Records from a collection:
-----
//! MCP Tools for SQL Server operations.
//!
//! - `list-tables`: List the base tables of the configured database
//! - `query-database`: Execute a SQL statement with optional positional parameters
//! - `describe-table`: Show the columns of one table

mod inputs;

pub use inputs::*;

use crate::database::truncate_for_log;
use crate::error::ServerError;
use crate::server::MssqlMcpServer;
use rmcp::handler::server::wrapper::Parameters;
use rmcp::model::{CallToolResult, Content};
use rmcp::{tool, tool_router, ErrorData as McpError};
use tracing::{debug, info, warn};

#[tool_router(vis = "pub(crate)")]
impl MssqlMcpServer {
    /// List the base tables of the configured database.
    #[tool(
        name = "list-tables",
        description = "List all base tables in the configured database as schema.table names."
    )]
    pub async fn list_tables(&self) -> Result<CallToolResult, McpError> {
        debug!("Listing tables");

        match self.gate.list_tables().await {
            Ok(tables) => {
                info!("Listed {} tables", tables.len());
                Ok(CallToolResult::success(vec![Content::text(
                    format_table_list(self.current_database(), &tables),
                )]))
            }
            Err(e) => Ok(tool_error("list-tables", e)),
        }
    }

    /// Execute a SQL statement.
    ///
    /// The statement is sent as-is; values belong in `params` and are bound
    /// as `@P1..@Pn`.
    #[tool(
        name = "query-database",
        description = "Execute a SQL statement against SQL Server. SELECT and procedure calls return CSV-like rows; INSERT, UPDATE, DELETE and DDL return the affected row count. Pass values in 'params' and reference them as @P1, @P2, ..."
    )]
    pub async fn query_database(
        &self,
        Parameters(input): Parameters<QueryDatabaseInput>,
    ) -> Result<CallToolResult, McpError> {
        info!("query-database: {}", truncate_for_log(&input.sql, 100));

        if input.sql.trim().is_empty() {
            return Ok(CallToolResult::error(vec![Content::text(
                "SQL statement is required",
            )]));
        }

        let params = input.params.unwrap_or_default();
        match self.gate.execute_query(None, &input.sql, &params).await {
            Ok(outcome) => Ok(CallToolResult::success(vec![Content::text(
                outcome.to_text(),
            )])),
            Err(e) => Ok(tool_error("query-database", e)),
        }
    }

    /// Describe the columns of a table.
    #[tool(
        name = "describe-table",
        description = "Describe the columns of a table: name, data type, nullability, max length and default. Accepts 'Table' or 'schema.Table'."
    )]
    pub async fn describe_table(
        &self,
        Parameters(input): Parameters<DescribeTableInput>,
    ) -> Result<CallToolResult, McpError> {
        debug!("Describing table: {}", input.table);

        match self.gate.describe_table(&input.table).await {
            Ok(outcome) => Ok(CallToolResult::success(vec![Content::text(
                outcome.to_text(),
            )])),
            Err(e) => Ok(tool_error("describe-table", e)),
        }
    }
}

/// Render the table list with a header naming the database.
fn format_table_list(database: Option<&str>, tables: &[String]) -> String {
    let mut out = format!("Tables_in_{}", database.unwrap_or("database"));
    for table in tables {
        out.push('\n');
        out.push_str(table);
    }
    out
}

/// Turn a gate failure into a tool-level error result.
fn tool_error(tool: &str, error: ServerError) -> CallToolResult {
    warn!("{} failed ({}): {}", tool, error.kind(), error);
    CallToolResult::error(vec![Content::text(error.to_tool_text())])
}
use crate::gemini::{GeminiCandidate, GeminiPromptFeedback};
use serde::{Deserialize, Serialize};

#[derive(Debug, Clone, Serialize, Deserialize)]
pub struct GeminiResponse {
    #[serde(default)]
    pub candidates: Vec<GeminiCandidate>,
    #[serde(rename = "promptFeedback")]
    #[serde(skip_serializing_if = "Option::is_none")]
    pub prompt_feedback: Option<GeminiPromptFeedback>,
    #[serde(rename = "modelVersion")]
    #[serde(skip_serializing_if = "Option::is_none")]
    pub model_version: Option<String>,
    #[serde(rename = "responseId")]
    #[serde(skip_serializing_if = "Option::is_none")]
    pub response_id: Option<String>,
}
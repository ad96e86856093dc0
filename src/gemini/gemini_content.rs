use crate::gemini::GeminiPart;
use serde::{Deserialize, Serialize};

#[derive(Debug, Clone, Serialize, Deserialize)]
pub struct GeminiContent {
    #[serde(skip_serializing_if = "Option::is_none")]
    pub role: Option<String>, // "user" or "model"
    #[serde(default)]
    pub parts: Vec<GeminiPart>,
}
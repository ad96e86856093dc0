use serde::{Deserialize, Serialize};

#[derive(Debug, Clone, PartialEq, Eq, Serialize, Deserialize)]
pub enum GeminiFinishReason {
    #[serde(rename = "FINISH_REASON_UNSPECIFIED")]
    FinishReasonUnspecified,
    #[serde(rename = "STOP")]
    Stop,
    #[serde(rename = "MAX_TOKENS")]
    MaxTokens,
    #[serde(rename = "SAFETY")]
    Safety,
    #[serde(rename = "RECITATION")]
    Recitation,
    #[serde(rename = "OTHER")]
    Other,
    #[serde(rename = "BLOCKLIST")]
    Blocklist,
    #[serde(rename = "PROHIBITED_CONTENT")]
    ProhibitedContent,
    #[serde(rename = "IMAGE_SAFETY")]
    ImageSafety,
}
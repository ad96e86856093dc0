pub const PNG_MIME: &str = "image/png";
pub const JPEG_MIME: &str = "image/jpeg";

/// Split caller-supplied image data into (declared mime type, bare base64 payload).
///
/// A comma-delimited prefix marks a data-URL; anything else is treated as
/// already-bare base64 and defaults to JPEG.
pub fn split_image_payload(input: &str) -> (&'static str, &str) {
    match input.split_once(',') {
        Some((prefix, payload)) => {
            let mime = if prefix.contains(PNG_MIME) { PNG_MIME } else { JPEG_MIME };
            (mime, payload)
        }
        None => (JPEG_MIME, input),
    }
}

pub fn compose(mime_type: &str, payload: &str) -> String {
    format!("data:{};base64,{}", mime_type, payload)
}

/// Payload after the comma when the whole string is a data-URL, else None.
pub fn payload_of(input: &str) -> Option<&str> {
    if input.starts_with("data:") {
        input.split_once(',').map(|(_, payload)| payload)
    } else {
        None
    }
}
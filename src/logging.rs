use std::fs::OpenOptions;
use std::io::{self, Read, Seek, SeekFrom, Write};
use std::path::PathBuf;
use std::sync::{Arc, Mutex};
use tracing::Level;
use tracing_subscriber::Layer;
use tracing_subscriber::filter::LevelFilter;
use tracing_subscriber::{layer::SubscriberExt, util::SubscriberInitExt};

const MAX_LOG_FILE_BYTES: u64 = 10 * 1024 * 1024;

pub fn init_logging(log_level: Level, log_file: Option<&str>) {
    let level_filter = LevelFilter::from_level(log_level);
    let stdout_layer = tracing_subscriber::fmt::layer().with_writer(std::io::stdout);

    if let Some(path) = log_file {
        let writer = capped_writer(PathBuf::from(path), MAX_LOG_FILE_BYTES);
        let file_layer = tracing_subscriber::fmt::layer().with_writer(writer);
        tracing_subscriber::registry()
            .with(stdout_layer.with_filter(level_filter))
            .with(file_layer.with_filter(level_filter))
            .init();
    } else {
        tracing_subscriber::registry()
            .with(stdout_layer.with_filter(level_filter))
            .init();
    }
}

fn capped_writer(path: PathBuf, max_len: u64) -> impl Fn() -> CappedFileWriter {
    let lock = Arc::new(Mutex::new(()));
    move || CappedFileWriter {
        path: path.clone(),
        max_len,
        lock: lock.clone(),
    }
}

/// Appends to the log file, keeping it under max_len by dropping the oldest
/// half whenever the cap is reached.
struct CappedFileWriter {
    path: PathBuf,
    max_len: u64,
    lock: Arc<Mutex<()>>,
}

impl CappedFileWriter {
    fn shrink_to_tail(&self) -> io::Result<()> {
        let keep_bytes = self.max_len / 2;
        let mut tail = Vec::new();
        if let Ok(mut rf) = OpenOptions::new().read(true).open(&self.path) {
            if let Ok(meta) = rf.metadata() {
                let size = meta.len();
                let start = size.saturating_sub(keep_bytes);
                if rf.seek(SeekFrom::Start(start)).is_ok() {
                    let _ = rf.read_to_end(&mut tail);
                }
            }
        }
        let mut wf = OpenOptions::new()
            .create(true)
            .write(true)
            .truncate(true)
            .open(&self.path)?;
        if !tail.is_empty() {
            wf.write_all(&tail)?;
        }
        Ok(())
    }
}

impl Write for CappedFileWriter {
    fn write(&mut self, buf: &[u8]) -> io::Result<usize> {
        let _guard = self.lock.lock().unwrap();

        let over_cap = std::fs::metadata(&self.path)
            .map(|m| m.len() >= self.max_len)
            .unwrap_or(false);
        if over_cap {
            self.shrink_to_tail()?;
        }

        let mut file = OpenOptions::new()
            .create(true)
            .append(true)
            .open(&self.path)?;
        file.write_all(buf)?;
        Ok(buf.len())
    }

    fn flush(&mut self) -> io::Result<()> {
        Ok(())
    }
}
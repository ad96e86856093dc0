use crate::auth::AppState;
use crate::data_url;
use crate::error::EditError;
use crate::gemini::GeminiRequest;
use crate::models::{EditRequest, EditResponse};
use crate::normalizer;
use crate::request_id::RequestId;
use axum::{Extension, Json, extract::State};
use tracing::{debug, info};

/// Wrap the caller's instruction so the provider is told, explicitly, that
/// only a finished image is an acceptable reply.
fn enhance_prompt(prompt: &str) -> String {
    format!(
        "Edit this image according to the following instruction: {}. \
         Return ONLY the edited image as inline image data. Do not reply with \
         text, JSON, or a description of the result.",
        prompt
    )
}

#[axum_macros::debug_handler]
pub async fn edit_image(
    State(state): State<AppState>,
    Extension(request_id): Extension<RequestId>,
    Json(edit_request): Json<EditRequest>,
) -> Result<Json<EditResponse>, EditError> {
    if edit_request.image_data.trim().is_empty() || edit_request.prompt.trim().is_empty() {
        info!("Rejecting edit request with missing imageData or prompt");
        return Err(EditError::MissingParameter);
    }

    let (mime_type, payload) = data_url::split_image_payload(&edit_request.image_data);
    debug!(
        "Image classified as {} ({} base64 chars)",
        mime_type,
        payload.len()
    );

    let provider = { state.config.read().await.provider.clone() };
    let gemini_request = GeminiRequest::edit_turn(
        enhance_prompt(&edit_request.prompt),
        mime_type.to_string(),
        payload.to_string(),
    );

    let response = state
        .gemini_client
        .generate(&gemini_request, &provider, &request_id)
        .await?;
    let normalized = normalizer::normalize_response(&response)?;

    Ok(Json(EditResponse {
        success: true,
        edited_image: normalized.data_url,
        message: normalized.warning,
    }))
}
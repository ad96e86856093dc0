use crate::gemini::{GeminiContent, GeminiInlineData, GeminiPart};
use serde::{Deserialize, Serialize};

#[derive(Debug, Clone, Serialize, Deserialize)]
pub struct GeminiRequest {
    pub contents: Vec<GeminiContent>,
}

impl GeminiRequest {
    /// One user turn holding the edit instruction followed by the inline image.
    pub fn edit_turn(instruction: String, mime_type: String, image_base64: String) -> Self {
        GeminiRequest {
            contents: vec![GeminiContent {
                role: Some("user".to_string()),
                parts: vec![
                    GeminiPart::Text { text: instruction },
                    GeminiPart::InlineData {
                        inline_data: GeminiInlineData {
                            mime_type,
                            data: image_base64,
                        },
                    },
                ],
            }],
        }
    }
}
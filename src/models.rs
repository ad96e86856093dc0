use serde::{Deserialize, Serialize};

#[derive(Debug, Clone, Serialize, Deserialize)]
pub struct EditRequest {
    #[serde(rename = "imageData")]
    #[serde(default)]
    pub image_data: String,
    #[serde(default)]
    pub prompt: String,
}

#[derive(Debug, Clone, Serialize, Deserialize)]
pub struct EditResponse {
    pub success: bool,
    #[serde(rename = "editedImage")]
    pub edited_image: String,
    /// Set when the image had to be mined out of a text part.
    #[serde(rename = "_message")]
    #[serde(skip_serializing_if = "Option::is_none")]
    pub message: Option<String>,
}

#[derive(Debug, Clone, Serialize, Deserialize)]
pub struct ErrorResponse {
    pub error: String,
    #[serde(skip_serializing_if = "Option::is_none")]
    pub details: Option<String>,
}
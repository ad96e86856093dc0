use crate::gemini::GeminiBlockReason;
use serde::{Deserialize, Serialize};

#[derive(Debug, Clone, Serialize, Deserialize)]
pub struct GeminiPromptFeedback {
    #[serde(rename = "blockReason")]
    #[serde(skip_serializing_if = "Option::is_none")]
    pub block_reason: Option<GeminiBlockReason>,
}
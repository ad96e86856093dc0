mod auth;
mod config;
mod data_url;
mod error;
mod gemini;
mod gemini_client;
mod logging;
mod models;
mod normalizer;
mod request_id;
mod router;

use axum::{
    Router,
    routing::{get, post},
};
use clap::Parser;
use config::Config;
use notify::{EventKind, RecursiveMode, Watcher};
use std::path::Path;
use std::str::FromStr;
use std::sync::Arc;
use tokio::sync::{RwLock, mpsc};
use tower_http::cors::CorsLayer;
use tracing::{Level, error, info, warn};

#[derive(Parser, Debug)]
#[command(name = "image-edit-gateway")]
#[command(about = "Forwards image edit requests to a generative model and normalizes the reply")]
struct Args {
    #[arg(short, long, default_value = "0.0.0.0")]
    ip: String,

    #[arg(short, long, default_value = "8000")]
    port: u16,

    /// Path to config file
    #[arg(short, long, default_value = "config.yaml")]
    config: String,

    /// Optional bearer token guarding the API
    #[arg(short, long)]
    token: Option<String>,

    /// trace, debug, info, warn, error
    #[arg(short, long, default_value = "info")]
    log_level: String,

    /// Optional log file (size-capped)
    #[arg(long)]
    log_file: Option<String>,

    /// socks and http proxy, example: socks5://192.168.0.2:10080
    #[arg(long)]
    proxy: Option<String>,
}

async fn watch_config_file(
    config_path: &str,
    config: &Arc<RwLock<Config>>,
) -> anyhow::Result<()> {
    let (tx, mut rx) = mpsc::channel(100);

    let mut watcher = notify::recommended_watcher(move |res| {
        if let Ok(event) = res {
            if let Err(e) = tx.blocking_send(event) {
                eprintln!("Failed to send event: {}", e);
            }
        }
    })?;

    watcher.watch(Path::new(config_path), RecursiveMode::NonRecursive)?;

    while let Some(event) = rx.recv().await {
        if let EventKind::Modify(_) = event.kind {
            info!("Config file modified, attempting to reload");
            match Config::from_file(config_path) {
                Ok(new_config) => {
                    *config.write().await = new_config;
                    info!("Configuration reloaded successfully");
                }
                Err(e) => {
                    error!("Failed to reload configuration: {}", e);
                }
            }
        }
    }

    Ok(())
}

#[tokio::main]
async fn main() -> anyhow::Result<()> {
    let args = Args::parse();

    let log_level = Level::from_str(&args.log_level).unwrap_or_else(|_| {
        eprintln!("Invalid log level: {}. Using INFO level.", args.log_level);
        Level::INFO
    });
    logging::init_logging(log_level, args.log_file.as_deref());

    let config_path = args.config.clone();
    let config = Arc::new(RwLock::new(Config::from_file(&config_path)?));
    info!("Configuration loaded successfully from: {}", config_path);

    // Hot-reload the config on file changes
    let config_path_for_watcher = config_path.clone();
    let config_for_watcher = config.clone();
    tokio::spawn(async move {
        if let Err(e) = watch_config_file(&config_path_for_watcher, &config_for_watcher).await {
            warn!("Config file watcher error: {}", e);
        }
    });

    // One shared reqwest client; the provider timeout is applied per request
    let client_builder = reqwest::Client::builder();
    let client_builder = if let Some(proxy) = &args.proxy {
        client_builder.proxy(reqwest::Proxy::all(proxy)?)
    } else {
        client_builder
    };
    let http_client = Arc::new(client_builder.build()?);

    let gemini_client = Arc::new(gemini_client::GeminiClient::new(http_client));

    let app_state = auth::AppState {
        config,
        token: args.token,
        gemini_client,
    };

    let app = Router::new()
        .route("/api/edit-image", post(router::edit_image))
        .route("/health", get(|| async { "OK" }))
        .layer(axum::middleware::from_fn_with_state(
            app_state.clone(),
            auth::require_authorization,
        ))
        .layer(axum::middleware::from_fn(request_id::inject_request_id))
        .layer(CorsLayer::permissive())
        .with_state(app_state);

    let bind_address = format!("{}:{}", args.ip, args.port);
    let listener = tokio::net::TcpListener::bind(&bind_address).await?;
    info!("Server started on http://{}", bind_address);

    axum::serve(listener, app).await?;
    Ok(())
}
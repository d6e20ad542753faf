//! Checklist progress computation.
//!
//! A card's completion ratio is derived from its checklists. Two checklist
//! roles matter: a *Main* checklist (name starts with `main`) is the
//! authoritative progress source, and *Todo* checklists (name starts with
//! `todo`) enumerate outstanding work. Which items feed the computation is
//! governed by [`ChecklistScope`]; historical report variants disagreed on
//! the policy, so it is an explicit operator choice rather than a built-in
//! guess.
//!
//! Decorative separator items (`---` / `===`) are removed before anything is
//! counted.

use crate::types::{CheckItem, Checklist};

/// Checklist name prefix marking the authoritative progress source.
const MAIN_PREFIX: &str = "main";

/// Checklist name prefix marking outstanding-work checklists.
const TODO_PREFIX: &str = "todo";

/// Policy for selecting which checklist items feed the progress computation
/// and the outstanding-work listing.
#[derive(Debug, Clone, Copy, PartialEq, Eq, Default)]
pub enum ChecklistScope {
    /// Union of Main- and Todo-checklist items, unconditionally.
    #[default]
    Union,

    /// Main-checklist items; Todo-checklist items only when the card has no
    /// Main checklist at all.
    MainFirst,
}

/// Completion and additional-work ratios for one card.
///
/// Both ratios are in `[0.0, 1.0]`, rounded to 2 decimal places. A card
/// with no countable items yields `0.0` for both; NaN never escapes this
/// type.
#[derive(Debug, Clone, Copy, PartialEq)]
pub struct ChecklistProgress {
    pub progress: f64,
    pub additional_rate: f64,

    /// Items marked complete.
    pub completed: usize,

    /// Items counting toward the additional-work ratio.
    pub additional: usize,

    /// All countable items (separators excluded).
    pub total: usize,
}

impl ChecklistProgress {
    /// Computes ratios over an already-selected item set.
    #[must_use]
    pub fn compute(items: &[&CheckItem]) -> Self {
        let total = items.len();
        let completed = items.iter().filter(|i| i.is_complete()).count();
        let additional = items.iter().filter(|i| i.is_additional()).count();

        Self {
            progress: ratio(completed, total),
            additional_rate: ratio(additional, total),
            completed,
            additional,
            total,
        }
    }
}

/// Selects the check items that feed progress and todo extraction for one
/// card, per the configured scope. Separator items are filtered out.
#[must_use]
pub fn select_items(checklists: &[Checklist], scope: ChecklistScope) -> Vec<&CheckItem> {
    let main_lists: Vec<&Checklist> = checklists
        .iter()
        .filter(|cl| has_prefix(&cl.name, MAIN_PREFIX))
        .collect();
    let todo_lists: Vec<&Checklist> = checklists
        .iter()
        .filter(|cl| has_prefix(&cl.name, TODO_PREFIX))
        .collect();

    let selected: Vec<&Checklist> = match scope {
        ChecklistScope::Union => main_lists.into_iter().chain(todo_lists).collect(),
        ChecklistScope::MainFirst => {
            if main_lists.is_empty() {
                todo_lists
            } else {
                main_lists
            }
        }
    };

    selected
        .into_iter()
        .flat_map(|cl| cl.check_items.iter())
        .filter(|item| !item.is_separator())
        .collect()
}

/// Case-insensitive prefix match on a trimmed checklist name.
fn has_prefix(name: &str, prefix: &str) -> bool {
    name.trim().to_lowercase().starts_with(prefix)
}

/// `count / total` rounded to 2 decimals; `0.0` when the total is zero.
fn ratio(count: usize, total: usize) -> f64 {
    if total == 0 {
        return 0.0;
    }
    round2(count as f64 / total as f64)
}

fn round2(value: f64) -> f64 {
    (value * 100.0).round() / 100.0
}
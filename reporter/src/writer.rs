//! Delimited-text report output.
//!
//! Serializes report rows to CSV with a fixed column set. Downstream
//! spreadsheet consumers depend on the exact column order and the presence
//! of the header row, so both are constants here. The `board` field is
//! carried internally for grouping but never emitted.

use std::fs;
use std::path::Path;

use thiserror::Error;

use crate::types::ReportRow;

/// Output columns, in the order downstream consumers expect.
pub const REPORT_HEADERS: [&str; 8] = [
    "project",
    "member",
    "item",
    "progress",
    "date",
    "done",
    "todos",
    "additionalRate",
];

/// Errors that can occur while writing a report file.
#[derive(Debug, Error)]
pub enum WriterError {
    /// The output file could not be written.
    #[error("failed to write {path}: {source}")]
    Io {
        path: String,
        #[source]
        source: std::io::Error,
    },
}

/// Serializes rows to CSV and writes them to `path`.
///
/// # Errors
///
/// Returns [`WriterError::Io`] when the file cannot be written; in that case
/// nothing is written, but files produced by earlier calls are not rolled
/// back.
pub fn write_report<'a, I>(path: &Path, rows: I) -> Result<(), WriterError>
where
    I: IntoIterator<Item = &'a ReportRow>,
{
    let csv = rows_to_csv(rows);
    fs::write(path, csv).map_err(|source| WriterError::Io {
        path: path.display().to_string(),
        source,
    })
}

/// Renders rows as CSV text, header line first.
pub fn rows_to_csv<'a, I>(rows: I) -> String
where
    I: IntoIterator<Item = &'a ReportRow>,
{
    let mut out = String::new();
    out.push_str(&REPORT_HEADERS.join(","));
    out.push('\n');

    for row in rows {
        let fields = [
            csv_escape(&row.project),
            csv_escape(&row.member),
            csv_escape(&row.item),
            format_ratio(row.progress),
            csv_escape(&row.date),
            csv_escape(&row.done),
            csv_escape(&row.todos),
            format_ratio(row.additional_rate),
        ];
        out.push_str(&fields.join(","));
        out.push('\n');
    }

    out
}

/// Quotes a field when it contains a delimiter, quote, or line break;
/// embedded quotes are doubled.
fn csv_escape(value: &str) -> String {
    if value.contains(',') || value.contains('"') || value.contains('\n') || value.contains('\r') {
        format!("\"{}\"", value.replace('"', "\"\""))
    } else {
        value.to_string()
    }
}

/// Formats a ratio as a plain decimal. A non-finite value renders as `0` so
/// the output never carries a non-numeric token.
fn format_ratio(value: f64) -> String {
    if value.is_finite() {
        value.to_string()
    } else {
        "0".to_string()
    }
}
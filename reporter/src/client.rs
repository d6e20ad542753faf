//! Board service client for the weekboard reporter.
//!
//! This module provides a read-only client for the project-management REST
//! API: board listing, card listing, checklist and membership lookups, list
//! lookups, and the board action feed.
//!
//! # Architecture
//!
//! [`BoardClient`] wraps a pooled `reqwest::Client` with a fixed request
//! timeout and authenticates every request with static `key`/`token` query
//! parameters. Failures are mapped into [`ClientError`] so callers can
//! distinguish timeouts and connection failures from malformed responses.
//! The client never retries; error recovery is the pipeline's job.
//!
//! # Example
//!
//! ```rust,ignore
//! use weekboard_reporter::client::BoardClient;
//!
//! #[tokio::main]
//! async fn main() -> Result<(), Box<dyn std::error::Error>> {
//!     let client = BoardClient::new("https://api.trello.com/1", "key", "token")?;
//!
//!     for board in client.member_boards().await? {
//!         println!("{} ({})", board.name, board.id);
//!     }
//!
//!     Ok(())
//! }
//! ```

use std::time::Duration;

use reqwest::Client;
use serde::de::DeserializeOwned;
use thiserror::Error;
use tracing::debug;

use crate::types::{Action, Board, Card, Checklist, ListInfo, Member};

/// Timeout applied to every API request.
const REQUEST_TIMEOUT: Duration = Duration::from_secs(30);

/// Errors that can occur when talking to the board service.
#[derive(Debug, Error)]
pub enum ClientError {
    /// The supplied credentials were rejected.
    #[error("unauthorized: invalid API key or token")]
    Unauthorized,

    /// The request timed out.
    #[error("request timed out after {0:?}")]
    Timeout(Duration),

    /// The service is unreachable.
    #[error("board service unavailable: {0}")]
    Unavailable(String),

    /// The service answered with an unexpected status or body.
    #[error("invalid response: {0}")]
    InvalidResponse(String),

    /// Client configuration error, such as an invalid base URL.
    #[error("client configuration error: {0}")]
    Configuration(String),
}

/// Read-only client for the board service API.
///
/// The underlying `reqwest::Client` pools connections and is cheap to clone.
#[derive(Debug, Clone)]
pub struct BoardClient {
    http_client: Client,
    base_url: String,
    api_key: String,
    api_token: String,
}

impl BoardClient {
    /// Creates a new board service client.
    ///
    /// # Arguments
    ///
    /// * `base_url` - API base URL (e.g., `https://api.trello.com/1`)
    /// * `api_key` - static API key
    /// * `api_token` - static API token
    ///
    /// # Errors
    ///
    /// Returns [`ClientError::Configuration`] if the HTTP client cannot be
    /// created.
    pub fn new(
        base_url: impl Into<String>,
        api_key: impl Into<String>,
        api_token: impl Into<String>,
    ) -> Result<Self, ClientError> {
        let base_url = base_url.into().trim_end_matches('/').to_string();

        let http_client = Client::builder()
            .timeout(REQUEST_TIMEOUT)
            .build()
            .map_err(|e| {
                ClientError::Configuration(format!("failed to create HTTP client: {e}"))
            })?;

        Ok(Self {
            http_client,
            base_url,
            api_key: api_key.into(),
            api_token: api_token.into(),
        })
    }

    /// Lists all boards visible to the credentials.
    pub async fn member_boards(&self) -> Result<Vec<Board>, ClientError> {
        self.get_json("/members/me/boards", &[("fields", "name,url")])
            .await
    }

    /// Lists a board's open cards.
    pub async fn board_cards(&self, board_id: &str) -> Result<Vec<Card>, ClientError> {
        self.get_json(&format!("/boards/{board_id}/cards"), &[("filter", "open")])
            .await
    }

    /// Fetches a board's action feed, filtered server-side to the given
    /// comma-separated action types.
    pub async fn board_actions(
        &self,
        board_id: &str,
        action_types: &str,
    ) -> Result<Vec<Action>, ClientError> {
        self.get_json(
            &format!("/boards/{board_id}/actions"),
            &[("filter", action_types)],
        )
        .await
    }

    /// Fetches a card's checklists with their check items.
    pub async fn card_checklists(&self, card_id: &str) -> Result<Vec<Checklist>, ClientError> {
        self.get_json(&format!("/cards/{card_id}/checklists"), &[])
            .await
    }

    /// Fetches the members assigned to a card.
    pub async fn card_members(&self, card_id: &str) -> Result<Vec<Member>, ClientError> {
        self.get_json(&format!("/cards/{card_id}/members"), &[])
            .await
    }

    /// Resolves the list currently containing a card.
    ///
    /// This is a point-in-time lookup at report-generation time, not the
    /// list at event time.
    pub async fn card_list(&self, card_id: &str) -> Result<ListInfo, ClientError> {
        self.get_json(&format!("/cards/{card_id}/list"), &[]).await
    }

    /// Fetches a list by its identifier.
    pub async fn list(&self, list_id: &str) -> Result<ListInfo, ClientError> {
        self.get_json(&format!("/lists/{list_id}"), &[]).await
    }

    /// Issues an authenticated GET request and decodes the JSON response.
    async fn get_json<T: DeserializeOwned>(
        &self,
        path: &str,
        query: &[(&str, &str)],
    ) -> Result<T, ClientError> {
        let url = format!("{}{}", self.base_url, path);

        debug!(url = %url, "Fetching from board service");

        let response = self
            .http_client
            .get(&url)
            .query(query)
            .query(&[("key", &self.api_key), ("token", &self.api_token)])
            .send()
            .await
            .map_err(|e| {
                if e.is_timeout() {
                    ClientError::Timeout(REQUEST_TIMEOUT)
                } else if e.is_connect() {
                    ClientError::Unavailable(format!("connection failed: {e}"))
                } else {
                    ClientError::Unavailable(format!("request failed: {e}"))
                }
            })?;

        let status = response.status();

        if status == reqwest::StatusCode::UNAUTHORIZED {
            return Err(ClientError::Unauthorized);
        }

        if !status.is_success() {
            let body = response.text().await.unwrap_or_default();
            return Err(ClientError::InvalidResponse(format!(
                "unexpected status {status}: {body}"
            )));
        }

        response
            .json()
            .await
            .map_err(|e| ClientError::InvalidResponse(format!("failed to decode response: {e}")))
    }
}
-----
Task
Whenever a line above contains "total", copy that line.

Task result
    pub total: usize,
        let total = items.len();
            progress: ratio(completed, total),
            additional_rate: ratio(additional, total),
            total,
/// `count / total` rounded to 2 decimals; `0.0` when the total is zero.
fn ratio(count: usize, total: usize) -> f64 {
    if total == 0 {
    round2(count as f64 / total as f64)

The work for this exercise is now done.